Navigating Wins Alone: When Your Biggest Wins Don’t Get Applause

 
Navigating Wins Alone

Photo Credit: Poike via iStockphoto.com

By: Jamila Gomez

There comes a point in your life when the wins you prayed for finally show up, but the people you assumed would celebrate with you are nowhere to be found. You look around for the friend you used to call first. You glance at your phone expecting at least one message that says, “I’m proud of you.” Nothing. The silence can make even a joyful moment feel heavy. You find yourself asking why this achievement feels lonelier than the struggle it took to get here.

Many Black women know this story far too well. We work, we fight, we survive, and then when something good finally happens, we stand at the finish line by ourselves. Sometimes the people who watched us climb pretend they did not see us reach the top. Other times they are caught up in their own lives. And in some cases, we outgrew the people who used to clap for us. No matter the reason, having wins with no witness can leave you questioning their value.

This loneliness can hit hard because the world tells us success is meant to be shared. We are taught that joy is supposed to echo. That milestones should be toasted with a room full of people who love you. But the truth is more complicated. Sometimes the win arrives during a season where you are rebuilding your circle. Sometimes the people you thought were permanent were only meant to walk with you through the part of life they understood. And sometimes your growth made your relationships shift in ways you never saw coming.

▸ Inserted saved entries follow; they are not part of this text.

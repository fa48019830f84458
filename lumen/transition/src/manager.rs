#![warn(clippy::missing_docs_in_private_items)]

use std::sync::Arc;

use lumen_primitives::types::{
	Address,
	ChainID,
	SecretRegistryAddress,
	TokenNetworkAddress,
	U64,
};
use lumen_state_machine::{
	errors::StateTransitionError,
	machine::chain,
	types::{
		ChainState,
		Event,
		StateChange,
	},
};
use lumen_storage::{
	types::StorageID,
	StateStorage,
	SNAPSHOT_STATE_CHANGE_COUNT,
};
use tracing::debug;

pub type Result<T> = std::result::Result<T, StateTransitionError>;

/// The single writer of the chain state. Every state change is persisted,
/// dispatched through the chain machine, and periodically snapshotted.
pub struct StateManager {
	pub storage: Arc<StateStorage>,
	pub current_state: ChainState,
	state_change_last_id: Option<StorageID>,
	state_change_count: u16,
}

impl StateManager {
	/// Restore the state from the latest snapshot plus the state changes
	/// recorded after it, or initialize a fresh one.
	pub fn restore_or_init_state(
		storage: Arc<StateStorage>,
		chain_id: ChainID,
		our_address: Address,
		token_network_address: TokenNetworkAddress,
		secret_registry_address: SecretRegistryAddress,
	) -> std::result::Result<(Self, U64), String> {
		let snapshot = storage
			.get_snapshot_before_state_change(StorageID::max())
			.map_err(|e| format!("Could not fetch snapshot: {}", e))?;

		let (current_state, state_changes) = match snapshot {
			Some(snapshot) => {
				debug!("restoring state from snapshot");
				let current_state: ChainState = serde_json::from_str(&snapshot.data)
					.map_err(|e| format!("Snapshot error: {}", e))?;

				let records = storage
					.get_state_changes_in_range(
						snapshot.state_change_identifier,
						StorageID::max(),
					)
					.map_err(|e| format!("State change error: {}", e))?;
				let mut state_changes = vec![];
				for record in records {
					let state_change: StateChange = serde_json::from_str(&record.data)
						.map_err(|e| format!("State change error: {}", e))?;
					state_changes.push(state_change);
				}
				(current_state, state_changes)
			},
			None => {
				debug!("initializing state");
				let current_state = ChainState::new(
					chain_id,
					U64::zero(),
					our_address,
					token_network_address,
					secret_registry_address,
				);

				let mut state_changes = vec![];
				for record in storage
					.get_state_changes_in_range(
						StorageID::from(ulid::Ulid::nil()),
						StorageID::max(),
					)
					.map_err(|e| format!("State change error: {}", e))?
				{
					let state_change: StateChange = serde_json::from_str(&record.data)
						.map_err(|e| format!("State change error: {}", e))?;
					state_changes.push(state_change);
				}
				(current_state, state_changes)
			},
		};

		let mut state_manager =
			Self { storage, current_state, state_change_last_id: None, state_change_count: 0 };

		for state_change in state_changes {
			let _ = state_manager.dispatch(state_change);
		}

		let block_number = state_manager.current_state.block_number;
		Ok((state_manager, block_number))
	}

	/// Dispatch without persisting; used during restore replay.
	fn dispatch(&mut self, state_change: StateChange) -> Result<Vec<Event>> {
		let current_state = self.current_state.clone();

		match chain::state_transition(current_state, state_change) {
			Ok(transition) => {
				self.current_state = transition.new_state;
				self.state_change_count = self.state_change_count.wrapping_add(1);
				self.maybe_snapshot();
				Ok(transition.events)
			},
			Err(e) =>
				Err(StateTransitionError { msg: format!("Could not transition: {}", e) }),
		}
	}

	/// Persist and dispatch one state change, recording emitted events.
	pub fn transition(&mut self, state_change: StateChange) -> Result<Vec<Event>> {
		let state_change_id = self
			.storage
			.store_state_change(state_change.clone())
			.map_err(|e| StateTransitionError {
				msg: format!("Could not store state change: {}", e),
			})?;

		let events = self.dispatch(state_change)?;

		self.state_change_last_id = Some(state_change_id);

		if !events.is_empty() {
			self.storage
				.store_events(state_change_id, events.clone())
				.map_err(|e| StateTransitionError {
					msg: format!("Could not store event: {}", e),
				})?;
		}

		Ok(events)
	}

	/// Serialize the current state.
	pub fn snapshot(&self) -> Result<Vec<u8>> {
		serde_json::to_vec(&self.current_state).map_err(|e| StateTransitionError {
			msg: format!("Could not serialize state: {}", e),
		})
	}

	/// Replace the current state with a serialized one.
	pub fn restore(&mut self, data: &[u8]) -> Result<()> {
		self.current_state = serde_json::from_slice(data).map_err(|e| StateTransitionError {
			msg: format!("Could not restore state: {}", e),
		})?;
		Ok(())
	}

	/// Persist a snapshot every `SNAPSHOT_STATE_CHANGE_COUNT` changes.
	fn maybe_snapshot(&mut self) {
		if self.state_change_count % SNAPSHOT_STATE_CHANGE_COUNT != 0 {
			return
		}
		let _ = self.storage.store_snapshot(&self.current_state, self.state_change_last_id);
	}
}
#![warn(clippy::missing_docs_in_private_items)]

use lumen_primitives::types::{
	Address,
	U64,
};
use web3::types::{
	Filter,
	FilterBuilder,
};

use crate::contracts::ContractRegistry;

/// Log filter covering the token network and secret registry contracts for
/// the given block range.
pub fn filter_for_range(
	registry: &ContractRegistry,
	token_network_address: Address,
	secret_registry_address: Address,
	from_block: U64,
	to_block: U64,
) -> Filter {
	FilterBuilder::default()
		.address(vec![token_network_address, secret_registry_address])
		.topics(Some(registry.all_topics()), None, None, None)
		.from_block(from_block.into())
		.to_block(to_block.into())
		.build()
}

The hardest part of navigating wins alone is not the silence. The hardest part is the doubt that creeps in. You wonder if the win even counts when no one sees it. You wonder if you should keep striving when the road is this quiet. You wonder if you are allowed to celebrate yourself without feeling silly or self-centered. These questions can pull you back into old patterns, the ones that taught you to shrink yourself so you would not outshine anyone or inconvenience anyone with your joy.

But here is the truth that often gets overlooked: standing alone at the moment of your success does not mean the success is small. It means you outgrew the rooms where your joy used to fit. Sometimes you are being pulled into a life where your wins do not require an audience to be real. They only require you to claim them. When your circle feels thin, your voice becomes the one that matters most.

There is also a quiet power in learning to honor your achievements privately. It teaches you to root your confidence inside yourself instead of waiting for someone else to validate it. It teaches you to mark your own milestones instead of hoping someone else remembers they are important. And it teaches you to sit in gratitude without distraction. That internal grounding becomes a strength that follows you into every new chapter.

At the same time, being honest about the loneliness matters. You do not need to pretend it feels good to celebrate alone. You do not have to be the strong one who never admits she wishes she had a safe place to share her wins. Wanting connection does not make you needy. Wanting witnesses does not make you weak. It makes you human.

The key is to keep going without letting the silence convince you that you are unsupported. Someone out there is looking for the kind of woman who does what you do. Someone out there will hear your story and feel seen. Someone out there will show up with the same energy you pour into others. You are building a life that new people will grow into. And when those connections arrive, you will have a foundation strong enough to hold them.

Your wins are real. Your joy is real. Your growth is real. Even if you are the only one in the room to witness it today. Keep moving. Someone who can hold space for your light is on their way.